__What you should do__:
Which lines below hold the word "impl"? Report each one.

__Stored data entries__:
*-*-*
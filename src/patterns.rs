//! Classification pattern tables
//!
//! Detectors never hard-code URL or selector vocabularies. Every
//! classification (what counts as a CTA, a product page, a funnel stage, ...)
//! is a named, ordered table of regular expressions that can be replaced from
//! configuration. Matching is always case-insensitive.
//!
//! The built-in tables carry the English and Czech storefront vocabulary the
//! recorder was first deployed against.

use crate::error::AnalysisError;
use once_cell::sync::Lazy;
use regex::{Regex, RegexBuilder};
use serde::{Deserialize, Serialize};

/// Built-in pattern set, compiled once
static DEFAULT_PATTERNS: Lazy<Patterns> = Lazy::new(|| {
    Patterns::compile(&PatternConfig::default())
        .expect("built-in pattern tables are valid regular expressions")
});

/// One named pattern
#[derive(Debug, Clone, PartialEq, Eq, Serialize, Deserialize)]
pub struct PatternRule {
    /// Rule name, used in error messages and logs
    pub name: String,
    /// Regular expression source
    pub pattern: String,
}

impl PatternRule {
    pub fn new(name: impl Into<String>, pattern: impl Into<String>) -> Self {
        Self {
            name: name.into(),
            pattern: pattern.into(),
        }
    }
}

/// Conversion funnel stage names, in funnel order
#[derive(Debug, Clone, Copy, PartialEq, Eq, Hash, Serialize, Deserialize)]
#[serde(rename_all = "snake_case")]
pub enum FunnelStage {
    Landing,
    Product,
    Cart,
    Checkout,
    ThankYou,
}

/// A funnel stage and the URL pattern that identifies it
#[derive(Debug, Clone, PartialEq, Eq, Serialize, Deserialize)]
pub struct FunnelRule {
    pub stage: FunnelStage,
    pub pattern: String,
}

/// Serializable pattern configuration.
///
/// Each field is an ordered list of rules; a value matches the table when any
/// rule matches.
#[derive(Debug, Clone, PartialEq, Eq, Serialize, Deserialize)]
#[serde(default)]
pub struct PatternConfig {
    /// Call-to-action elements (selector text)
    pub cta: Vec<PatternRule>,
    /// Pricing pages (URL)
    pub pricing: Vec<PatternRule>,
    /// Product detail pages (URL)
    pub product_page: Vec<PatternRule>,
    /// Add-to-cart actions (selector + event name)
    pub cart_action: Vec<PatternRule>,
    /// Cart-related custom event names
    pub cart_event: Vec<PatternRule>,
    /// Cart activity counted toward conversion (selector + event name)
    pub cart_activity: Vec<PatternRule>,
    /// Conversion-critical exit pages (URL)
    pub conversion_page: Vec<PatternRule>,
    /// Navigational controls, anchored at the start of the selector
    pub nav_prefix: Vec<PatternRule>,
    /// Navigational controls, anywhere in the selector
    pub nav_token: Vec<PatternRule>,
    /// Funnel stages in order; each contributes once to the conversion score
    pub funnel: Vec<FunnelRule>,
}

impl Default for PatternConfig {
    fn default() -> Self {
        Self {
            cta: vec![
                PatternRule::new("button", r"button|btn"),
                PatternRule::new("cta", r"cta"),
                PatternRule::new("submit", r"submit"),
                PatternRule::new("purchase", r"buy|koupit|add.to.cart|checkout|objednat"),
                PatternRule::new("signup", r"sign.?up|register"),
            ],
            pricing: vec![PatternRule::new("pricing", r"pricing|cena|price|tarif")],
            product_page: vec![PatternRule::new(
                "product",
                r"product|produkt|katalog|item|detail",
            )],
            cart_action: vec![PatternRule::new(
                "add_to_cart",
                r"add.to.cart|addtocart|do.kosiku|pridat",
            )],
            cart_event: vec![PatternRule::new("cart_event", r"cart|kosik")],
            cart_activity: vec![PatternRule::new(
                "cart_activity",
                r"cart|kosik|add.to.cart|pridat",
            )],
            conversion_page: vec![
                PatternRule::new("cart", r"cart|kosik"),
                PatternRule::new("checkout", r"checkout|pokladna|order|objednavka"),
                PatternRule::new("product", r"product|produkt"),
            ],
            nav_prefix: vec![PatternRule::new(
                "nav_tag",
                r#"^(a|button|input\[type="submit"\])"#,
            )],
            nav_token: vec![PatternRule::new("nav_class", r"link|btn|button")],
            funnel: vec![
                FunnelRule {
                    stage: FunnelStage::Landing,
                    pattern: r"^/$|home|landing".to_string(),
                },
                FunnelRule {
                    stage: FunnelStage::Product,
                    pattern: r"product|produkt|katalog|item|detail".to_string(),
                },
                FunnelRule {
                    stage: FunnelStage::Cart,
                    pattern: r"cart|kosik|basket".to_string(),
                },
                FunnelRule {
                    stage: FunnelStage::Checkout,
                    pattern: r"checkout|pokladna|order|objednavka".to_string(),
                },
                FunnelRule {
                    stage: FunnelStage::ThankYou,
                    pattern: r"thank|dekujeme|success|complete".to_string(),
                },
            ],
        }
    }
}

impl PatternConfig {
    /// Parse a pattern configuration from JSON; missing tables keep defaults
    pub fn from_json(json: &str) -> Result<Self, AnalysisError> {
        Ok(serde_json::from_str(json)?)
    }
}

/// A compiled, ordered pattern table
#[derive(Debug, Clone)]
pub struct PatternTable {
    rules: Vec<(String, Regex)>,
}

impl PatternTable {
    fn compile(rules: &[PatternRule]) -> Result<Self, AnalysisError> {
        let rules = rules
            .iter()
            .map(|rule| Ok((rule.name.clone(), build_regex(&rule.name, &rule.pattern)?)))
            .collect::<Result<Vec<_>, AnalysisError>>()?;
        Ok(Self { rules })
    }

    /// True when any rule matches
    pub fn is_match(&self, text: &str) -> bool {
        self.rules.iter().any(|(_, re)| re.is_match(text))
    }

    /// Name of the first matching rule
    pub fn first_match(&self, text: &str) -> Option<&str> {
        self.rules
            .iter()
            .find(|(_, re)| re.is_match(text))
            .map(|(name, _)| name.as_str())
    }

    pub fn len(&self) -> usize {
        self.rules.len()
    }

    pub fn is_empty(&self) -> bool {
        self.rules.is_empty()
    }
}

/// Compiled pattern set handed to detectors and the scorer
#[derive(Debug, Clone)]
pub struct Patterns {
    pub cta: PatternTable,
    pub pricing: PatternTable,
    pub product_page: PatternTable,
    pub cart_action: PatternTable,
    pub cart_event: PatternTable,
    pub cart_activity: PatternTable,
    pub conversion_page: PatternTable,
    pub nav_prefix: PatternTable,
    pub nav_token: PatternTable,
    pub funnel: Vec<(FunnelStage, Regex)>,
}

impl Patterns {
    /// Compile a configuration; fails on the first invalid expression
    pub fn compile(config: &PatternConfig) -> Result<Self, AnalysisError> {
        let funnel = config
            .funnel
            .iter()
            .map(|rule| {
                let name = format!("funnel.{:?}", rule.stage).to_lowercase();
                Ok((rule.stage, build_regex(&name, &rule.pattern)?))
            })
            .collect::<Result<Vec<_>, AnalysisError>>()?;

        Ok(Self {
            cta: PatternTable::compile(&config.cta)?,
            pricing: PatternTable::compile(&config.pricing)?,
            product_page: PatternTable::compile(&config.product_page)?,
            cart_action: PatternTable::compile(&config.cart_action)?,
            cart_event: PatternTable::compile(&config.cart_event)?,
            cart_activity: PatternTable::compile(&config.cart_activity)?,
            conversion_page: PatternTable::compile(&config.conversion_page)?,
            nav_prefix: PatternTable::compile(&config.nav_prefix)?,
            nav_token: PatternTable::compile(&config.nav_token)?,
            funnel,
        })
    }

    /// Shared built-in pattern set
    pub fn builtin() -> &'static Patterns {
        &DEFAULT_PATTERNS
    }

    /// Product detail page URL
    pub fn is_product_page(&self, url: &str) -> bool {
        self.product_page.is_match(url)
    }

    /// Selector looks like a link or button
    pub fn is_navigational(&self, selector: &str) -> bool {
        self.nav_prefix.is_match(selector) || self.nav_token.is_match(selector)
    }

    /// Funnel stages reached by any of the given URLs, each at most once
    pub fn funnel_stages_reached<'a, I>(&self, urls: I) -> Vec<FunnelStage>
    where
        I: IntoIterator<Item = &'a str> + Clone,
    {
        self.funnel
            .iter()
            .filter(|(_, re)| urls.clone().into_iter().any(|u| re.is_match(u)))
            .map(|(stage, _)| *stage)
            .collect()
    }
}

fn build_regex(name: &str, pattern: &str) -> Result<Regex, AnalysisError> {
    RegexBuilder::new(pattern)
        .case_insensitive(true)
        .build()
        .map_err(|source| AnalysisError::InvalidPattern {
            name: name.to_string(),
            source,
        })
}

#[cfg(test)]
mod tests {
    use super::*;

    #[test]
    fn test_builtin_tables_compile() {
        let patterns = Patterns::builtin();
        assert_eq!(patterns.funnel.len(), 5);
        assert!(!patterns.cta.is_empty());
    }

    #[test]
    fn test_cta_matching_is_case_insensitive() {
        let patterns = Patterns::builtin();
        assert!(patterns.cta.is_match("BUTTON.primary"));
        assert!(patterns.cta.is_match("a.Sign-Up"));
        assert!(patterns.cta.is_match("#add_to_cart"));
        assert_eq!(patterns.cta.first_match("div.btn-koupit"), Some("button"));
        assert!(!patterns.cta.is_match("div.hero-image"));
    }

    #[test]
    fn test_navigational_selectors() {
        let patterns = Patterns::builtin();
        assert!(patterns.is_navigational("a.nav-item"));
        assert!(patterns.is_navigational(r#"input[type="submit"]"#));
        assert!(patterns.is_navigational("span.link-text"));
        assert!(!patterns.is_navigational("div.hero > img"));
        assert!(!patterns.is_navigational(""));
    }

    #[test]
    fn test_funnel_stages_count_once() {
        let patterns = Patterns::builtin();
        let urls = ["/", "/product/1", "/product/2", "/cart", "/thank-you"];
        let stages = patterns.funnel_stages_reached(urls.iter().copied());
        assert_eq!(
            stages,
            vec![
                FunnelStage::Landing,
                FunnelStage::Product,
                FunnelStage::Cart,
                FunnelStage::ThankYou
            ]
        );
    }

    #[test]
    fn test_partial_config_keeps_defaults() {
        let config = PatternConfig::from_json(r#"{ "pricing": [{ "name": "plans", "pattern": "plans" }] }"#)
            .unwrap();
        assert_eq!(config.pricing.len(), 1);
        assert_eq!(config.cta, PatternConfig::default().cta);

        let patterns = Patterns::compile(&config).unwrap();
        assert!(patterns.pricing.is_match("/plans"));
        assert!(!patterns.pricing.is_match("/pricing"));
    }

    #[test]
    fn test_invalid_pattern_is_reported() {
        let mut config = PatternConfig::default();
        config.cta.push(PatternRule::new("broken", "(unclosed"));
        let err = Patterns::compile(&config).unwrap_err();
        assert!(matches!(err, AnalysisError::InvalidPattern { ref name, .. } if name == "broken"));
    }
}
*-*-*
__Task result__:
impl PatternRule {
    pub fn new(name: impl Into<String>, pattern: impl Into<String>) -> Self {
impl Default for PatternConfig {
impl PatternConfig {
impl PatternTable {
impl Patterns {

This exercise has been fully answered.